Stored data:
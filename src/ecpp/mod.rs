// src/ecpp/mod.rs

pub mod bridge;
pub mod client_wrapper;
pub mod clients;
pub mod config;
pub mod ecpp_tools;
pub mod error;
pub mod event;
pub mod mcp_tool_protocol;
pub mod orchestrator;
pub mod remote;
pub mod session;
pub mod shell;
pub mod tool_protocol;
//! A ClientWrapper is a wrapper around a chat-completion endpoint.
//! It does not keep track of the conversation; the
//! [`Orchestrator`](crate::ecpp::orchestrator::Orchestrator) owns the transcript
//! and hands the full history to every call.

use async_trait::async_trait;
use serde::{Deserialize, Serialize};
use serde_json::{Map, Value};
use std::error::Error;

/// Represents the possible roles for a message.
#[derive(Debug, Clone, Copy, PartialEq, Eq, Serialize, Deserialize)]
#[serde(rename_all = "lowercase")]
pub enum Role {
    System,
    User,
    Assistant,
    // carries the rendered output of one tool call
    Tool,
}

/// A tool invocation requested by the model.
#[derive(Debug, Clone, PartialEq)]
pub struct ToolCallRequest {
    pub name: String,
    pub arguments: Map<String, Value>,
    /// The call exactly as the endpoint sent it (ids, indices and the like
    /// included), echoed back with the decoded arguments on the next request.
    pub wire: Option<Value>,
}

impl ToolCallRequest {
    pub fn new(name: impl Into<String>, arguments: Map<String, Value>) -> Self {
        Self {
            name: name.into(),
            arguments,
            wire: None,
        }
    }

    pub fn with_wire(mut self, wire: Value) -> Self {
        self.wire = Some(wire);
        self
    }
}

/// One entry in the transcript.
#[derive(Debug, Clone, PartialEq)]
pub struct Message {
    pub role: Role,
    pub content: String,
    /// Tool calls requested by an assistant message, in model order.
    pub tool_calls: Vec<ToolCallRequest>,
    /// Name of the tool a [`Role::Tool`] message answers.
    pub tool_name: Option<String>,
    /// Fields of an assistant reply this crate does not model (`thinking`,
    /// for one). Sent back unchanged with the transcript.
    pub extra_fields: Map<String, Value>,
}

impl Message {
    pub fn system(content: impl Into<String>) -> Self {
        Self::plain(Role::System, content)
    }

    pub fn user(content: impl Into<String>) -> Self {
        Self::plain(Role::User, content)
    }

    pub fn assistant(content: impl Into<String>, tool_calls: Vec<ToolCallRequest>) -> Self {
        Self {
            role: Role::Assistant,
            content: content.into(),
            tool_calls,
            tool_name: None,
            extra_fields: Map::new(),
        }
    }

    pub fn with_extra_fields(mut self, fields: Map<String, Value>) -> Self {
        self.extra_fields = fields;
        self
    }

    pub fn tool(tool_name: impl Into<String>, content: impl Into<String>) -> Self {
        Self {
            role: Role::Tool,
            content: content.into(),
            tool_calls: Vec::new(),
            tool_name: Some(tool_name.into()),
            extra_fields: Map::new(),
        }
    }

    fn plain(role: Role, content: impl Into<String>) -> Self {
        Self {
            role,
            content: content.into(),
            tool_calls: Vec::new(),
            tool_name: None,
            extra_fields: Map::new(),
        }
    }
}

/// Function-style tool description handed to the model.
#[derive(Debug, Clone, PartialEq)]
pub struct ToolDefinition {
    pub name: String,
    pub description: String,
    /// JSON schema of the arguments object.
    pub parameters: Value,
}

/// Trait defining the interface to a chat endpoint.
#[async_trait]
pub trait ClientWrapper: Send + Sync {
    /// Send the full transcript, optionally with tools, and return the
    /// assistant's reply (which may carry tool calls).
    async fn send_message(
        &self,
        messages: &[Message],
        tools: Option<Vec<ToolDefinition>>,
    ) -> Result<Message, Box<dyn Error + Send + Sync>>;

    fn model_name(&self) -> &str;
}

- [Problem to solve]: Restate exactly the lines running from the line with "pub fn with_extra_fields(mut" to the end of the entries above, both ends included.

- [Output of the exercise]:
    pub fn with_extra_fields(mut self, fields: Map<String, Value>) -> Self {
        self.extra_fields = fields;
        self
    }

    pub fn tool(tool_name: impl Into<String>, content: impl Into<String>) -> Self {
        Self {
            role: Role::Tool,
            content: content.into(),
            tool_calls: Vec::new(),
            tool_name: Some(tool_name.into()),
            extra_fields: Map::new(),
        }
    }

    fn plain(role: Role, content: impl Into<String>) -> Self {
        Self {
            role,
            content: content.into(),
            tool_calls: Vec::new(),
            tool_name: None,
            extra_fields: Map::new(),
        }
    }
}

/// Function-style tool description handed to the model.
#[derive(Debug, Clone, PartialEq)]
pub struct ToolDefinition {
    pub name: String,
    pub description: String,
    /// JSON schema of the arguments object.
    pub parameters: Value,
}

/// Trait defining the interface to a chat endpoint.
#[async_trait]
pub trait ClientWrapper: Send + Sync {
    /// Send the full transcript, optionally with tools, and return the
    /// assistant's reply (which may carry tool calls).
    async fn send_message(
        &self,
        messages: &[Message],
        tools: Option<Vec<ToolDefinition>>,
    ) -> Result<Message, Box<dyn Error + Send + Sync>>;

    fn model_name(&self) -> &str;
}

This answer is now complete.